(Collected data)

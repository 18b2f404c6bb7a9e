//! Anthropic Messages API adapter
//!
//! The Messages API has no schema-constrained decoding, so structured calls
//! use the session default: the schema goes into the instruction and the
//! validator extracts the object from the text.

use super::response_parsing::{ErrorClass, ErrorEnvelope, map_transport_error};
use super::{ProviderAdapter, ProviderSettings};
use async_trait::async_trait;
use consensus_application::{GatewayError, LlmSession};
use consensus_domain::ProviderId;
use reqwest::{Client, StatusCode};
use serde::{Deserialize, Serialize};
use std::sync::Arc;
use tracing::debug;

const LABEL: &str = "Anthropic";
const API_VERSION: &str = "2023-06-01";

pub struct AnthropicAdapter {
    client: Client,
    settings: Arc<ProviderSettings>,
}

impl AnthropicAdapter {
    pub fn new(client: Client, settings: ProviderSettings) -> Self {
        Self {
            client,
            settings: Arc::new(settings),
        }
    }
}

#[async_trait]
impl ProviderAdapter for AnthropicAdapter {
    fn provider(&self) -> ProviderId {
        ProviderId::Anthropic
    }

    fn settings(&self) -> &ProviderSettings {
        &self.settings
    }

    async fn create_session(
        &self,
        api_key: String,
        system_prompt: &str,
    ) -> Result<Box<dyn LlmSession>, GatewayError> {
        Ok(Box::new(AnthropicSession {
            client: self.client.clone(),
            settings: Arc::clone(&self.settings),
            api_key,
            system_prompt: system_prompt.to_string(),
        }))
    }
}

pub struct AnthropicSession {
    client: Client,
    settings: Arc<ProviderSettings>,
    api_key: String,
    system_prompt: String,
}

#[async_trait]
impl LlmSession for AnthropicSession {
    fn provider(&self) -> ProviderId {
        ProviderId::Anthropic
    }

    async fn send(&self, content: &str) -> Result<String, GatewayError> {
        let payload = MessagesRequest {
            model: &self.settings.model,
            max_tokens: self.settings.max_tokens,
            system: &self.system_prompt,
            messages: vec![Message {
                role: "user",
                content,
            }],
        };
        debug!("Anthropic request: model={}", payload.model);

        let response = self
            .client
            .post(self.settings.endpoint("/v1/messages"))
            .timeout(self.settings.timeout)
            .header("x-api-key", &self.api_key)
            .header("anthropic-version", API_VERSION)
            .json(&payload)
            .send()
            .await
            .map_err(|e| map_transport_error(LABEL, e))?;

        let status = response.status();
        let body = response
            .text()
            .await
            .map_err(|e| map_transport_error(LABEL, e))?;
        if !status.is_success() {
            return Err(map_http_error(status, &body));
        }

        let parsed: MessagesResponse = serde_json::from_str(&body).map_err(|e| {
            GatewayError::InvalidResponse(format!("Anthropic response decode failed: {e}"))
        })?;

        let joined_text = parsed
            .content
            .iter()
            .filter_map(ContentBlock::as_text)
            .collect::<Vec<_>>()
            .join("");
        if joined_text.trim().is_empty() {
            return Err(GatewayError::InvalidResponse(
                "Anthropic response did not include a text content block".into(),
            ));
        }

        Ok(joined_text)
    }
}

fn map_http_error(status: StatusCode, body: &str) -> GatewayError {
    let envelope = ErrorEnvelope::parse(body);
    let detail = envelope.detail();

    let class = match detail.error_type() {
        Some("authentication_error" | "permission_error") => ErrorClass::Auth,
        Some("rate_limit_error") => ErrorClass::RateLimited,
        Some("timeout_error") => ErrorClass::Timeout,
        _ => ErrorClass::from_status(status),
    };

    class.into_error(LABEL, status, detail.message_or(body))
}

#[derive(Debug, Serialize)]
struct MessagesRequest<'a> {
    model: &'a str,
    max_tokens: u32,
    system: &'a str,
    messages: Vec<Message<'a>>,
}

#[derive(Debug, Serialize)]
struct Message<'a> {
    role: &'static str,
    content: &'a str,
}

#[derive(Debug, Deserialize)]
struct MessagesResponse {
    #[serde(default)]
    content: Vec<ContentBlock>,
}

#[derive(Debug, Deserialize)]
#[serde(tag = "type", rename_all = "snake_case")]
enum ContentBlock {
    Text {
        text: String,
    },
    #[serde(other)]
    Other,
}

impl ContentBlock {
    fn as_text(&self) -> Option<&str> {
        match self {
            Self::Text { text } => Some(text),
            Self::Other => None,
        }
    }
}
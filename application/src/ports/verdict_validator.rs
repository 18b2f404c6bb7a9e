//! Verdict validation port
//!
//! The judge's answer is an untyped payload until it passes validation.
//! Implementations run a strict schema check and then the domain rules in
//! [`Verdict::validate`](consensus_domain::Verdict::validate).

use consensus_domain::{ConsensusBanding, ProviderId, Verdict, VerdictError};

/// Turns raw judge output into a trusted [`Verdict`]
pub trait VerdictValidator: Send + Sync {
    /// Validate `judge_output` for a round whose responders are `responders`.
    ///
    /// Must reject, never repair: any schema or rule violation is an error.
    fn validate(
        &self,
        judge_output: &str,
        responders: &[ProviderId],
        banding: &ConsensusBanding,
    ) -> Result<Verdict, VerdictError>;
}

__TASK PROMPT__. Could you copy every line in the records that holds "payload"?

__RESULT OF THIS EXERCISE__.
        let payload = MessagesRequest {
        debug!("Anthropic request: model={}", payload.model);
            .json(&payload)
//! The judge's answer is an untyped payload until it passes validation.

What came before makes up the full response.